I can add a couple more now:

  • They know what Wikipedia is all about, but they don't care. They just want to sell stuff, no matter who they offend or what communities get messed up.
  • They know what Wikipedia is all about, but they disagree with the consensus on using Wikipedia as a marketing tool. Further, they feel that, as a Wikipedia editor, they have the right to point Wikipedia's purpose in new directions. They do this by talking about marketing their products.

Wow, that last one sounds almost noble, doesn't it?

Somewhat related, User:Dmcdevit has a personal page called Help desk funnies. I'm a little down on ridiculing people like this, but, well, these questions were public already, and some of them are worth a chuckle.

New baby

Comment added 02:02, 16 August 2005 (UTC)

After being a Wikipedia editor for some 124 days (and reading Wikipedia for much longer), I finally wrote myself a full-fledged article: Haber's rule. That's my edit #376 (or #333 if you only count edits of regular articles).

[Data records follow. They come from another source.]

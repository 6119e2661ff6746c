pub mod analytics;
pub mod classes;
pub mod core;
pub mod gradebook;
pub mod grading;
pub mod quizzes;
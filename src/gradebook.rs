use chrono::NaiveDate;
use serde::{Deserialize, Serialize};
use std::collections::{HashMap, HashSet};

use crate::classify::{classify, passed};
use crate::roster::{enrolled_ids, Student};
use crate::scorer::{self, Quiz};
use crate::stats::{latest_per_pair, mean_rounded, round_off_1_decimal};
use crate::submission::Submission;

const NOT_SUBMITTED: &str = "Not Submitted";
const SUBMITTED_AT_FORMAT: &str = "%Y-%m-%d %H:%M:%S";

/// Every cell is quoted; embedded quotes are doubled.
pub fn csv_quote(s: &str) -> String {
    format!("\"{}\"", s.replace('"', "\"\""))
}

/// Rows are joined with `\n`, no trailing newline. An empty row renders as an
/// empty line and separates sections.
pub fn to_csv(rows: &[Vec<String>]) -> String {
    rows.iter()
        .map(|row| {
            row.iter()
                .map(|cell| csv_quote(cell))
                .collect::<Vec<_>>()
                .join(",")
        })
        .collect::<Vec<_>>()
        .join("\n")
}

/// Which quizzes a gradebook covers. The exporter never looks at this; it is
/// applied beforehand by `select_quizzes`.
#[derive(Debug, Clone, Default, PartialEq, Serialize, Deserialize)]
#[serde(tag = "kind", rename_all = "camelCase")]
pub enum ExportScope {
    #[default]
    All,
    DateRange {
        start: NaiveDate,
        end: NaiveDate,
    },
    Quiz {
        #[serde(rename = "quizId")]
        quiz_id: String,
    },
}

impl ExportScope {
    pub fn suffix(&self, quizzes: &[Quiz]) -> String {
        match self {
            ExportScope::All => "all".to_string(),
            ExportScope::DateRange { start, end } => format!(
                "{}_to_{}",
                start.format("%Y-%m-%d"),
                end.format("%Y-%m-%d")
            ),
            ExportScope::Quiz { quiz_id } => {
                let title = quizzes
                    .iter()
                    .find(|q| q.id == *quiz_id)
                    .map(|q| q.title.as_str())
                    .unwrap_or(quiz_id.as_str());
                sanitize_filename_part(title, "quiz")
            }
        }
    }
}

/// Date ranges cover whole days: a quiz created at 23:59 on `end` is in.
/// Quizzes with no creation date never match a range.
pub fn select_quizzes(quizzes: &[Quiz], scope: &ExportScope) -> Vec<Quiz> {
    quizzes
        .iter()
        .filter(|q| match scope {
            ExportScope::All => true,
            ExportScope::DateRange { start, end } => q
                .created_at
                .map(|at| {
                    let day = at.date_naive();
                    *start <= day && day <= *end
                })
                .unwrap_or(false),
            ExportScope::Quiz { quiz_id } => q.id == *quiz_id,
        })
        .cloned()
        .collect()
}

fn sanitize_filename_part(s: &str, fallback: &str) -> String {
    let cleaned: String = s
        .trim()
        .chars()
        .map(|ch| {
            if ch.is_alphanumeric() || ch == '-' {
                ch
            } else {
                '_'
            }
        })
        .collect();
    let trimmed = cleaned.trim_matches('_');
    if trimmed.is_empty() {
        fallback.to_string()
    } else {
        trimmed.to_string()
    }
}

pub fn gradebook_filename(
    class_name: &str,
    scope: &ExportScope,
    quizzes: &[Quiz],
    export_date: NaiveDate,
) -> String {
    format!(
        "{}_gradebook_{}_{}.csv",
        sanitize_filename_part(class_name, "class"),
        scope.suffix(quizzes),
        export_date.format("%Y-%m-%d")
    )
}

fn pair_index<'a>(
    students: &[Student],
    quizzes: &[Quiz],
    submissions: &'a [Submission],
) -> HashMap<(&'a str, &'a str), &'a Submission> {
    let ids = enrolled_ids(students);
    let quiz_ids: HashSet<&str> = quizzes.iter().map(|q| q.id.as_str()).collect();
    latest_per_pair(submissions)
        .into_iter()
        .filter(|s| ids.contains(s.student_id.as_str()) && quiz_ids.contains(s.quiz_id.as_str()))
        .map(|s| ((s.student_id.as_str(), s.quiz_id.as_str()), s))
        .collect()
}

/// Consolidated gradebook in three sections: class summary, per-quiz
/// summary, then one row per student with one points column per quiz.
///
/// A student with no submission for a quiz shows 0 in that column; the
/// export does not distinguish that from a real zero.
pub fn export_gradebook(
    class_name: &str,
    students: &[Student],
    quizzes: &[Quiz],
    submissions: &[Submission],
) -> String {
    let by_pair = pair_index(students, quizzes, submissions);
    let totals: Vec<i64> = quizzes.iter().map(Quiz::total_points).collect();
    let total_possible: i64 = totals.iter().sum();
    let class_average = mean_rounded(by_pair.values().map(|s| s.percentage));

    let mut rows: Vec<Vec<String>> = Vec::new();
    rows.push(vec!["Class".to_string(), class_name.to_string()]);
    rows.push(vec!["Total Students".to_string(), students.len().to_string()]);
    rows.push(vec!["Class Average".to_string(), format!("{}%", class_average)]);
    rows.push(Vec::new());

    rows.push(vec![
        "Quiz".to_string(),
        "Average Points".to_string(),
        "Total Points".to_string(),
    ]);
    for (quiz, total) in quizzes.iter().zip(&totals) {
        let earned: Vec<i64> = students
            .iter()
            .filter_map(|st| by_pair.get(&(st.id.as_str(), quiz.id.as_str())))
            .map(|s| s.points_earned)
            .collect();
        let avg = if earned.is_empty() {
            0.0
        } else {
            round_off_1_decimal(earned.iter().sum::<i64>() as f64 / earned.len() as f64)
        };
        rows.push(vec![quiz.title.clone(), avg.to_string(), total.to_string()]);
    }
    rows.push(Vec::new());

    let mut header = vec![
        "Student Name".to_string(),
        "Overall Percentage".to_string(),
        "Points Earned".to_string(),
        "Total Points".to_string(),
    ];
    header.extend(quizzes.iter().map(|q| q.title.clone()));
    rows.push(header);

    for st in students {
        let cells: Vec<i64> = quizzes
            .iter()
            .map(|q| {
                by_pair
                    .get(&(st.id.as_str(), q.id.as_str()))
                    .map(|s| s.points_earned)
                    .unwrap_or(0)
            })
            .collect();
        let earned: i64 = cells.iter().sum();
        let mut row = vec![
            st.display_name().to_string(),
            format!("{}%", scorer::percentage(earned, total_possible)),
            earned.to_string(),
            total_possible.to_string(),
        ];
        row.extend(cells.iter().map(|c| c.to_string()));
        rows.push(row);
    }

    to_csv(&rows)
}

/// Single-quiz results sheet. Grades use the scale and passing grade the
/// submission was graded under when it carries a snapshot.
pub fn export_quiz_results(students: &[Student], quiz: &Quiz, submissions: &[Submission]) -> String {
    let quizzes = std::slice::from_ref(quiz);
    let by_pair = pair_index(students, quizzes, submissions);
    let quiz_total = quiz.total_points();
    let quiz_scale = quiz.scale();

    let mut rows: Vec<Vec<String>> = vec![vec![
        "Student Name".to_string(),
        "Email".to_string(),
        "Points Earned".to_string(),
        "Total Points".to_string(),
        "Percentage".to_string(),
        "Letter Grade".to_string(),
        "Pass/Fail".to_string(),
        "Submitted At".to_string(),
    ]];

    for st in students {
        let email = st.email.clone().unwrap_or_default();
        let Some(sub) = by_pair.get(&(st.id.as_str(), quiz.id.as_str())) else {
            rows.push(vec![
                st.display_name().to_string(),
                email,
                "0".to_string(),
                quiz_total.to_string(),
                "0%".to_string(),
                "F".to_string(),
                NOT_SUBMITTED.to_string(),
                String::new(),
            ]);
            continue;
        };

        let (scale, passing_grade) = match &sub.quiz_snapshot {
            Some(snap) => (snap.grading_scale.clone(), snap.passing_grade),
            None => (quiz_scale.clone(), quiz.passing_grade()),
        };
        let total = if sub.total_points > 0 {
            sub.total_points
        } else {
            quiz_total
        };
        let grade = classify(sub.percentage, &scale);
        rows.push(vec![
            st.display_name().to_string(),
            email,
            sub.points_earned.to_string(),
            total.to_string(),
            format!("{}%", sub.percentage),
            grade.label,
            if passed(sub.percentage, passing_grade) {
                "Pass".to_string()
            } else {
                "Fail".to_string()
            },
            sub.submitted_at.format(SUBMITTED_AT_FORMAT).to_string(),
        ]);
    }

    to_csv(&rows)
}
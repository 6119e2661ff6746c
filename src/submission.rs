use chrono::{DateTime, Utc};
use serde::{Deserialize, Serialize};
use sha2::{Digest, Sha256};

use crate::scale::GradingScale;
use crate::scorer::{self, AnswerSet, Question, Quiz, ScoreResult};

/// The scoring-relevant parts of a quiz as they stood when a submission was
/// graded. Later edits to the quiz do not touch it.
#[derive(Debug, Clone, PartialEq, Serialize, Deserialize)]
#[serde(rename_all = "camelCase")]
pub struct QuizSnapshot {
    pub title: String,
    pub questions: Vec<Question>,
    pub grading_scale: GradingScale,
    pub passing_grade: i64,
    pub total_points: i64,
}

impl QuizSnapshot {
    pub fn of(quiz: &Quiz) -> Self {
        Self {
            title: quiz.title.clone(),
            questions: quiz.questions.clone(),
            grading_scale: quiz.scale(),
            passing_grade: quiz.passing_grade(),
            total_points: quiz.total_points(),
        }
    }

    /// Hex SHA-256 over the snapshot's JSON. Two submissions graded against
    /// the same quiz revision share a fingerprint.
    pub fn fingerprint(&self) -> String {
        let bytes = serde_json::to_vec(self).unwrap_or_default();
        let mut hasher = Sha256::new();
        hasher.update(&bytes);
        let digest = hasher.finalize();
        digest.iter().map(|b| format!("{:02x}", b)).collect()
    }
}

#[derive(Debug, Clone, PartialEq, Serialize, Deserialize)]
#[serde(rename_all = "camelCase")]
pub struct Submission {
    pub id: String,
    pub quiz_id: String,
    #[serde(default)]
    pub class_id: String,
    pub student_id: String,
    #[serde(default, deserialize_with = "scorer::deserialize_answers")]
    pub answers: AnswerSet,
    pub points_earned: i64,
    #[serde(default)]
    pub total_points: i64,
    #[serde(default)]
    pub correct_count: usize,
    #[serde(default)]
    pub total_questions: usize,
    pub percentage: i64,
    pub submitted_at: DateTime<Utc>,
    #[serde(default, skip_serializing_if = "Option::is_none")]
    pub quiz_snapshot: Option<QuizSnapshot>,
    #[serde(default, skip_serializing_if = "Option::is_none")]
    pub quiz_fingerprint: Option<String>,
}

impl Submission {
    /// Scores `answers` against `quiz` and builds the record the caller
    /// persists. Nothing here checks for an earlier submission.
    pub fn grade(
        id: String,
        quiz: &Quiz,
        student_id: &str,
        answers: AnswerSet,
        submitted_at: DateTime<Utc>,
    ) -> (Self, ScoreResult) {
        let result = scorer::score(quiz, &answers);
        let snapshot = QuizSnapshot::of(quiz);
        let fingerprint = snapshot.fingerprint();
        let submission = Self {
            id,
            quiz_id: quiz.id.clone(),
            class_id: quiz.class_id.clone(),
            student_id: student_id.to_string(),
            answers,
            points_earned: result.points_earned,
            total_points: result.total_points,
            correct_count: result.correct_count,
            total_questions: result.total_questions,
            percentage: result.percentage,
            submitted_at,
            quiz_snapshot: Some(snapshot),
            quiz_fingerprint: Some(fingerprint),
        };
        (submission, result)
    }

    /// Re-scores the stored answers against the snapshot taken at grading
    /// time. Returns `None` for legacy records without a snapshot.
    pub fn rescore_from_snapshot(&self) -> Option<ScoreResult> {
        self.quiz_snapshot
            .as_ref()
            .map(|s| scorer::score_questions(&s.questions, &self.answers))
    }
}

#[cfg(test)]
mod tests {
    use super::*;
    use crate::scorer::{AnswerValue, QuestionKind};
    use chrono::TimeZone;

    fn sample_quiz() -> Quiz {
        Quiz {
            id: "quiz-1".to_string(),
            class_id: "class-1".to_string(),
            title: "Capitals".to_string(),
            questions: vec![Question {
                kind: QuestionKind::FreeText {
                    correct_answer: Some(AnswerValue::Text("Paris".to_string())),
                },
                prompt: "France?".to_string(),
                points: Some(2),
            }],
            deadline: None,
            grading_scale: None,
            passing_grade: Some(60),
            created_at: None,
        }
    }

    #[test]
    fn snapshot_survives_quiz_edits() {
        let mut quiz = sample_quiz();
        let answers: AnswerSet = [(0, AnswerValue::Text("paris".to_string()))]
            .into_iter()
            .collect();
        let at = Utc.with_ymd_and_hms(2025, 3, 1, 9, 0, 0).unwrap();
        let (sub, result) = Submission::grade("s1".to_string(), &quiz, "stu", answers, at);
        assert_eq!(result.percentage, 100);
        assert_eq!(sub.total_points, 2);

        quiz.questions[0].kind = QuestionKind::FreeText {
            correct_answer: Some(AnswerValue::Text("Lyon".to_string())),
        };
        let again = sub.rescore_from_snapshot().expect("snapshot");
        assert_eq!(again.percentage, 100);
        assert_ne!(
            QuizSnapshot::of(&quiz).fingerprint(),
            sub.quiz_fingerprint.clone().unwrap_or_default()
        );
    }

    #[test]
    fn fingerprint_is_stable() {
        let quiz = sample_quiz();
        let a = QuizSnapshot::of(&quiz).fingerprint();
        let b = QuizSnapshot::of(&quiz).fingerprint();
        assert_eq!(a, b);
        assert_eq!(a.len(), 64);
    }
}
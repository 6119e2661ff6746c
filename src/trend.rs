use serde::{Deserialize, Serialize};

/// How many of the latest scores form the "recent" window.
pub const RECENT_WINDOW: usize = 3;
/// Percentage points the recent average must move before it counts.
pub const TREND_THRESHOLD: f64 = 5.0;

#[derive(Debug, Clone, Copy, PartialEq, Eq, Serialize, Deserialize)]
#[serde(rename_all = "lowercase")]
pub enum Trend {
    Improving,
    Declining,
    Stable,
}

fn mean(values: &[i64]) -> f64 {
    if values.is_empty() {
        return 0.0;
    }
    values.iter().map(|v| *v as f64).sum::<f64>() / values.len() as f64
}

/// `scores` must already be in time order, oldest first.
pub fn detect_trend(scores: &[i64]) -> Trend {
    if scores.len() < RECENT_WINDOW {
        return Trend::Stable;
    }
    let split = scores.len() - RECENT_WINDOW;
    let (older, recent) = scores.split_at(split);
    let avg_recent = mean(recent);
    let avg_older = if older.is_empty() {
        avg_recent
    } else {
        mean(older)
    };

    if avg_recent > avg_older + TREND_THRESHOLD {
        Trend::Improving
    } else if avg_recent < avg_older - TREND_THRESHOLD {
        Trend::Declining
    } else {
        Trend::Stable
    }
}

#[cfg(test)]
mod tests {
    use super::*;

    #[test]
    fn short_histories_are_stable() {
        assert_eq!(detect_trend(&[]), Trend::Stable);
        assert_eq!(detect_trend(&[80]), Trend::Stable);
        assert_eq!(detect_trend(&[80, 90]), Trend::Stable);
        assert_eq!(detect_trend(&[10, 50, 100]), Trend::Stable);
    }

    #[test]
    fn detects_direction_against_older_scores() {
        assert_eq!(detect_trend(&[50, 55, 52, 90, 92, 95]), Trend::Improving);
        assert_eq!(detect_trend(&[90, 92, 95, 50, 55, 52]), Trend::Declining);
        assert_eq!(detect_trend(&[70, 72, 74, 76]), Trend::Stable);
    }

    #[test]
    fn threshold_is_exclusive() {
        // recent avg 75 vs older 70: exactly +5 is not enough
        assert_eq!(detect_trend(&[70, 75, 75, 75]), Trend::Stable);
        assert_eq!(detect_trend(&[70, 76, 76, 76]), Trend::Improving);
        assert_eq!(detect_trend(&[70, 65, 65, 65]), Trend::Stable);
        assert_eq!(detect_trend(&[70, 64, 64, 64]), Trend::Declining);
    }

    #[test]
    fn serializes_lowercase() {
        assert_eq!(
            serde_json::to_value(Trend::Improving).expect("serialize"),
            serde_json::json!("improving")
        );
        assert_eq!(
            serde_json::to_value(Trend::Declining).expect("serialize"),
            serde_json::json!("declining")
        );
    }
}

So now my dear little baby is out there on its own, and <sniff, sniff> all you mean people are just going to tear it up.

Please be kind to my baby. Make it your baby if you want, but be kind. Thank you.

Thoughts on tagline/disclaimer/whatever

Comment added 08:37, 17 August 2005 (UTC)

I wrote the following on Wikipedia:Village pump (policy). It concerns the proposal to add a new tagline or disclaimer to all Wikipedia pages.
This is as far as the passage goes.